| First Author | Gattu AK | Year | 2013 |
| Journal | FASEB J | Volume | 27 |
| Issue | 11 | Pages | 4384-94 |
| PubMed ID | 23887690 | Mgi Jnum | J:203697 |
| Mgi Id | MGI:5528569 | Doi | 10.1096/fj.13-232900 |
| Citation | Gattu AK, et al. (2013) Determination of mesenchymal stem cell fate by pigment epithelium-derived factor (PEDF) results in increased adiposity and reduced bone mineral content. FASEB J 27(11):4384-94 |
| abstractText | Pigment epithelium-derived factor (PEDF), the protein product of the SERPINF1 gene, has been linked to distinct diseases involving adipose or bone tissue, the metabolic syndrome, and osteogenesis imperfecta (OI) type VI. Since mesenchymal stem cell (MSC) differentiation into adipocytes vs. osteoblasts can be regulated by specific factors, PEDF-directed dependency of murine and human MSCs was assessed. PEDF inhibited adipogenesis and promoted osteoblast differentiation of murine MSCs, osteoblast precursors, and human MSCs. Blockade of adipogenesis by PEDF suppressed peroxisome proliferator-activated receptor-gamma (PPARgamma), adiponectin, and other adipocyte markers by nearly 90% compared with control-treated cells (P<0.001).

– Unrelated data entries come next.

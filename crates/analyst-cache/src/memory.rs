//! In-memory cache implementation.

use analyst_core::{AnalysisCache, AnalysisResult, CacheEntry, Result, Symbol};
use async_trait::async_trait;
use chrono::{DateTime, Utc};
use std::collections::HashMap;
use tokio::sync::RwLock;
use tracing::{debug, instrument};

/// Simple in-memory analysis cache for testing and development.
///
/// Entries are stored in a `RwLock`-protected `HashMap` keyed by the symbol
/// string and are lost when the cache is dropped.
#[derive(Debug, Default)]
pub struct InMemoryCache {
    entries: RwLock<HashMap<String, CacheEntry>>,
}

impl InMemoryCache {
    /// Create a new empty in-memory cache.
    #[must_use]
    pub fn new() -> Self {
        Self::default()
    }

    /// Returns the number of cached analyses.
    pub async fn len(&self) -> usize {
        self.entries.read().await.len()
    }

    /// Returns true if nothing is cached.
    pub async fn is_empty(&self) -> bool {
        self.entries.read().await.is_empty()
    }
}

#[async_trait]
impl AnalysisCache for InMemoryCache {
    #[instrument(skip(self), fields(symbol = %symbol))]
    async fn get(&self, symbol: &Symbol) -> Result<Option<CacheEntry>> {
        let cache = self.entries.read().await;
        match cache.get(symbol.as_str()) {
            Some(entry) => {
                debug!("Cache hit for analysis");
                Ok(Some(entry.clone()))
            }
            None => {
                debug!("Cache miss for analysis");
                Ok(None)
            }
        }
    }

    #[instrument(skip(self, payload), fields(symbol = %symbol))]
    async fn put(
        &self,
        symbol: &Symbol,
        payload: &AnalysisResult,
        now: DateTime<Utc>,
    ) -> Result<()> {
        let mut cache = self.entries.write().await;
        cache.insert(
            symbol.as_str().to_string(),
            CacheEntry::new(symbol.clone(), payload.clone(), now),
        );
        debug!("Cached analysis");
        Ok(())
    }

    #[instrument(skip(self))]
    async fn clear(&self) -> Result<()> {
        self.entries.write().await.clear();
        debug!("Cleared all cached analyses");
        Ok(())
    }
}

Differentiation to osteoblasts by PEDF resulted in a common pathway that involved PPARgamma suppression (P<0.01). Canonical Wnt-beta-catenin signaling results in a MSC differentiation pattern analogous to that seen with PEDF. Thus, adding PEDF enhanced Wnt-beta-catenin signal transduction in human MSCs, demonstrating a novel Wnt agonist function. In PEDF knockout (KO) mice, total body adiposity was increased by >50% compared with controls, illustrating its systemic role as a negative regulator of adipogenesis. Bones from KO mice demonstrated a reduction in mineral content recapitulating the OI type VI phenotype. These results demonstrate that the human diseases associated with PEDF reflect its ability to modulate MSC differentiation. |